- Opening Delimiter -
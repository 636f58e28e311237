// SPDX-License-Identifier: AGPL-3.0-or-later
//
// Copyright (C) 2026 Relational Network

//! Intake validation.
//!
//! Everything here runs before any key material is generated, so a rejected
//! submission costs nothing but the upload.

use axum::body::Bytes;

use crate::error::{CloakError, CloakResult};

/// Maximum number of files per submission.
pub const MAX_FILES: usize = 5;

/// Maximum size of a single file (25 MiB).
pub const MAX_FILE_SIZE: usize = 25 * 1024 * 1024;

/// Maximum size of the text message (1 MiB of UTF-8).
pub const MAX_TEXT_BYTES: usize = 1024 * 1024;

/// Longest stored file name, in characters.
pub const MAX_FILENAME_CHARS: usize = 255;

/// Accepted attachment types.
pub const ALLOWED_MIME_TYPES: &[&str] = &[
    "application/pdf",
    "application/vnd.openxmlformats-officedocument.wordprocessingml.document",
    "image/jpeg",
    "image/png",
    "video/mp4",
];

/// An uploaded attachment, before encryption.
#[derive(Clone)]
pub struct IncomingFile {
    pub original_name: String,
    pub mime_type: String,
    pub bytes: Bytes,
}

impl std::fmt::Debug for IncomingFile {
    fn fmt(&self, f: &mut std::fmt::Formatter<'_>) -> std::fmt::Result {
        f.debug_struct("IncomingFile")
            .field("original_name", &self.original_name)
            .field("mime_type", &self.mime_type)
            .field("len", &self.bytes.len())
            .finish()
    }
}

/// One anonymous submission as received.
#[derive(Clone, Default)]
pub struct SubmissionInput {
    pub text_message: String,
    pub files: Vec<IncomingFile>,
}

impl std::fmt::Debug for SubmissionInput {
    fn fmt(&self, f: &mut std::fmt::Formatter<'_>) -> std::fmt::Result {
        f.debug_struct("SubmissionInput")
            .field("text_len", &self.text_message.len())
            .field("files", &self.files)
            .finish()
    }
}

impl SubmissionInput {
    /// Check all intake rules and normalize file names and MIME types.
    pub fn validate(&mut self) -> CloakResult<()> {
        if self.text_message.trim().is_empty() {
            return Err(CloakError::InvalidInput("textMessage is required".to_string()));
        }
        if self.text_message.len() > MAX_TEXT_BYTES {
            return Err(CloakError::InvalidInput(format!(
                "textMessage exceeds {MAX_TEXT_BYTES} bytes"
            )));
        }
        if self.files.len() > MAX_FILES {
            return Err(CloakError::InvalidInput(format!(
                "at most {MAX_FILES} files may be attached, got {}",
                self.files.len()
            )));
        }

        for file in &mut self.files {
            file.original_name = sanitize_filename(&file.original_name);
            file.mime_type = normalize_mime(&file.mime_type);

            if file.bytes.is_empty() {
                return Err(CloakError::InvalidInput(format!(
                    "file {} is empty",
                    file.original_name
                )));
            }
            if file.bytes.len() > MAX_FILE_SIZE {
                return Err(CloakError::InvalidInput(format!(
                    "file {} exceeds {} bytes",
                    file.original_name, MAX_FILE_SIZE
                )));
            }
            if !ALLOWED_MIME_TYPES.contains(&file.mime_type.as_str()) {
                return Err(CloakError::InvalidInput(format!(
                    "file type {} is not accepted",
                    file.mime_type
                )));
            }
        }
        Ok(())
    }
}

/// Lowercase and drop parameters (`image/PNG; q=1` → `image/png`).
pub fn normalize_mime(mime: &str) -> String {
    mime.split(';')
        .next()
        .unwrap_or_default()
        .trim()
        .to_ascii_lowercase()
}

/// Reduce a client-supplied name to its final path component.
pub fn sanitize_filename(name: &str) -> String {
    let last = name.rsplit(['/', '\\']).next().unwrap_or_default();
    let cleaned: String = last
        .chars()
        .filter(|c| !c.is_control())
        .take(MAX_FILENAME_CHARS)
        .collect();
    let cleaned = cleaned.trim();
    if cleaned.is_empty() || cleaned == "." || cleaned == ".." {
        "file".to_string()
    } else {
        cleaned.to_string()
    }
}
/// Permanently remove a binned submission and all of its ciphertext.
///
/// A failed purge leaves the submission in the bin and can be retried.
#[utoipa::path(
    delete,
    path = "/v1/admin/submissions/{receipt_code}",
    tag = "Admin",
    params(("receipt_code" = String, Path, description = "Receipt code")),
    security(("bearer_auth" = [])),
    responses(
        (status = 200, description = "Submission purged", body = PurgeResponse),
        (status = 401, description = "Not authenticated"),
        (status = 403, description = "Not the recipient of this submission"),
        (status = 404, description = "Submission not found"),
        (status = 409, description = "Submission is not in the bin"),
        (status = 500, description = "Purge failed; retry")
    )
)]
pub async fn purge_submission(
    Admin(principal): Admin,
    Path(receipt_code): Path<String>,
    State(state): State<AppState>,
) -> Result<Json<PurgeResponse>, ApiError> {
    let actor = principal.id();
    match state
        .repository
        .purge(&receipt_code, actor, &state.content)
        .await
    {
        Ok(record) => {
            tracing::info!(receipt_code = %record.receipt_code, "Submission purged");
            audit_log!(state.audit, AuditEventType::SubmissionPurged, actor, &receipt_code);
            Ok(Json(PurgeResponse {
                receipt_code: record.receipt_code,
                message: "Submission purged".to_string(),
            }))
        }
        Err(e) => {
            let retryable = !matches!(
                e,
                StorageError::NotFound(_)
                    | StorageError::PermissionDenied { .. }
                    | StorageError::InvalidStateTransition { .. }
            );
            if retryable {
                tracing::warn!(receipt_code = %receipt_code, error = %e, "Purge failed");
                state.audit.record(
                    AuditEvent::new(AuditEventType::PurgeFailed)
                        .with_user(actor)
                        .with_resource(&receipt_code)
                        .failed(e.to_string()),
                );
            }
            Err(rejected(&state, actor, &receipt_code, e))
        }
    }
}

// ============================================================================
// Helpers
// ============================================================================

/// Load a record and check that `actor` owns it.
fn load_owned(state: &AppState, actor: &str, receipt_code: &str) -> Result<SubmissionRecord, ApiError> {
    let record = state.repository.get(receipt_code)?;
    record
        .verify_ownership(actor)
        .map_err(|e| rejected(state, actor, receipt_code, e))?;
    Ok(record)
}

/// Convert a storage failure, auditing ownership violations.
fn rejected(state: &AppState, actor: &str, receipt_code: &str, e: StorageError) -> ApiError {
    if matches!(e, StorageError::PermissionDenied { .. }) {
        tracing::warn!(user_id = %actor, receipt_code = %receipt_code, "Ownership check failed");
        state.audit.record(
            AuditEvent::new(AuditEventType::PermissionDenied)
                .with_user(actor)
                .with_resource(receipt_code)
                .failed(e.to_string()),
        );
    }
    CloakError::from(e).into()
}

/// Reduce a file name to printable ASCII without quotes or backslashes.
fn header_safe_filename(name: &str) -> String {
    name.chars()
        .map(|c| {
            if (c.is_ascii_graphic() && c != '"' && c != '\\') || c == ' ' {
                c
            } else {
                '_'
            }
        })
        .collect()
}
- Closing Delimiter -
• About this task: All lines from the opening of the records through the line where "impl std::fmt::Debug for IncomingFile" occurs are to be output verbatim. No other line belongs in the answer.

• Answer box:
repository 636f58e28e311237
// SPDX-License-Identifier: AGPL-3.0-or-later
//
// Copyright (C) 2026 Relational Network

//! Intake validation.
//!
//! Everything here runs before any key material is generated, so a rejected
//! submission costs nothing but the upload.

use axum::body::Bytes;

use crate::error::{CloakError, CloakResult};

/// Maximum number of files per submission.
pub const MAX_FILES: usize = 5;

/// Maximum size of a single file (25 MiB).
pub const MAX_FILE_SIZE: usize = 25 * 1024 * 1024;

/// Maximum size of the text message (1 MiB of UTF-8).
pub const MAX_TEXT_BYTES: usize = 1024 * 1024;

/// Longest stored file name, in characters.
pub const MAX_FILENAME_CHARS: usize = 255;

/// Accepted attachment types.
pub const ALLOWED_MIME_TYPES: &[&str] = &[
    "application/pdf",
    "application/vnd.openxmlformats-officedocument.wordprocessingml.document",
    "image/jpeg",
    "image/png",
    "video/mp4",
];

/// An uploaded attachment, before encryption.
#[derive(Clone)]
pub struct IncomingFile {
    pub original_name: String,
    pub mime_type: String,
    pub bytes: Bytes,
}

impl std::fmt::Debug for IncomingFile {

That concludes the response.